## Activity
Repeat every line of the data verbatim.

************

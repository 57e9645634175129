//! # Export Module
//!
//! Two serialized forms of a network:
//!
//! - **JSON export** (`NetworkExport`): the interchange document, also the
//!   input format of `load`.
//! - **Canonical export**: a sorted, bit-exact `postcard` stream behind a
//!   `KRYX` header with a checksum. Same network in, same bytes out.
//!
//! The core has no clock; callers pass the export timestamp.

use crate::primitives::{FORMAT_VERSION, MAGIC_BYTES};
use crate::storage::NetworkSnapshot;
use crate::{Entity, EntityId, EntityKind, KrystalError, Metadata, Relationship};
use serde::{Deserialize, Serialize};

// =============================================================================
// JSON EXPORT
// =============================================================================

/// Counts and timestamp attached to a JSON export.
#[derive(Debug, Clone, Default, PartialEq, Eq, Serialize, Deserialize)]
pub struct ExportMetadata {
    pub total_entities: usize,
    pub total_relationships: usize,
    pub analysis_timestamp: String,
}

/// The JSON interchange document.
///
/// `metadata` is optional on input so a bare
/// `{"entities": [...], "relationships": [...]}` file loads too.
#[derive(Debug, Clone, Default, PartialEq, Serialize, Deserialize)]
pub struct NetworkExport {
    #[serde(default)]
    pub entities: Vec<Entity>,
    #[serde(default)]
    pub relationships: Vec<Relationship>,
    #[serde(default)]
    pub metadata: ExportMetadata,
}

impl NetworkExport {
    #[must_use]
    pub fn new(
        entities: Vec<Entity>,
        relationships: Vec<Relationship>,
        exported_at: impl Into<String>,
    ) -> Self {
        let metadata = ExportMetadata {
            total_entities: entities.len(),
            total_relationships: relationships.len(),
            analysis_timestamp: exported_at.into(),
        };
        Self {
            entities,
            relationships,
            metadata,
        }
    }

    /// Pretty-printed JSON with two-space indentation.
    pub fn to_json_pretty(&self) -> Result<String, KrystalError> {
        serde_json::to_string_pretty(self)
            .map_err(|e| KrystalError::SerializationError(e.to_string()))
    }

    /// Parse a JSON document.
    pub fn from_json(json: &str) -> Result<Self, KrystalError> {
        serde_json::from_str(json).map_err(|e| KrystalError::DeserializationError(e.to_string()))
    }

    /// Drop the metadata and keep the records.
    #[must_use]
    pub fn into_snapshot(self) -> NetworkSnapshot {
        NetworkSnapshot {
            entities: self.entities,
            relationships: self.relationships,
        }
    }
}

************

## Exercise response
repository 57e9645634175129
//! # Export Module
//!
//! Two serialized forms of a network:
//!
//! - **JSON export** (`NetworkExport`): the interchange document, also the
//!   input format of `load`.
//! - **Canonical export**: a sorted, bit-exact `postcard` stream behind a
//!   `KRYX` header with a checksum. Same network in, same bytes out.
//!
//! The core has no clock; callers pass the export timestamp.

use crate::primitives::{FORMAT_VERSION, MAGIC_BYTES};
use crate::storage::NetworkSnapshot;
use crate::{Entity, EntityId, EntityKind, KrystalError, Metadata, Relationship};
use serde::{Deserialize, Serialize};

// =============================================================================
// JSON EXPORT
// =============================================================================

/// Counts and timestamp attached to a JSON export.
#[derive(Debug, Clone, Default, PartialEq, Eq, Serialize, Deserialize)]
pub struct ExportMetadata {
    pub total_entities: usize,
    pub total_relationships: usize,
    pub analysis_timestamp: String,
}

/// The JSON interchange document.
///
/// `metadata` is optional on input so a bare
/// `{"entities": [...], "relationships": [...]}` file loads too.
#[derive(Debug, Clone, Default, PartialEq, Serialize, Deserialize)]
pub struct NetworkExport {
    #[serde(default)]
    pub entities: Vec<Entity>,
    #[serde(default)]
    pub relationships: Vec<Relationship>,
    #[serde(default)]
    pub metadata: ExportMetadata,
}

impl NetworkExport {
    #[must_use]
    pub fn new(
        entities: Vec<Entity>,
        relationships: Vec<Relationship>,
        exported_at: impl Into<String>,
    ) -> Self {
        let metadata = ExportMetadata {
            total_entities: entities.len(),
            total_relationships: relationships.len(),
            analysis_timestamp: exported_at.into(),
        };
        Self {
            entities,
            relationships,
            metadata,
        }
    }

    /// Pretty-printed JSON with two-space indentation.
    pub fn to_json_pretty(&self) -> Result<String, KrystalError> {
        serde_json::to_string_pretty(self)
            .map_err(|e| KrystalError::SerializationError(e.to_string()))
    }

    /// Parse a JSON document.
    pub fn from_json(json: &str) -> Result<Self, KrystalError> {
        serde_json::from_str(json).map_err(|e| KrystalError::DeserializationError(e.to_string()))
    }

    /// Drop the metadata and keep the records.
    #[must_use]
    pub fn into_snapshot(self) -> NetworkSnapshot {
        NetworkSnapshot {
            entities: self.entities,
            relationships: self.relationships,
        }
    }
}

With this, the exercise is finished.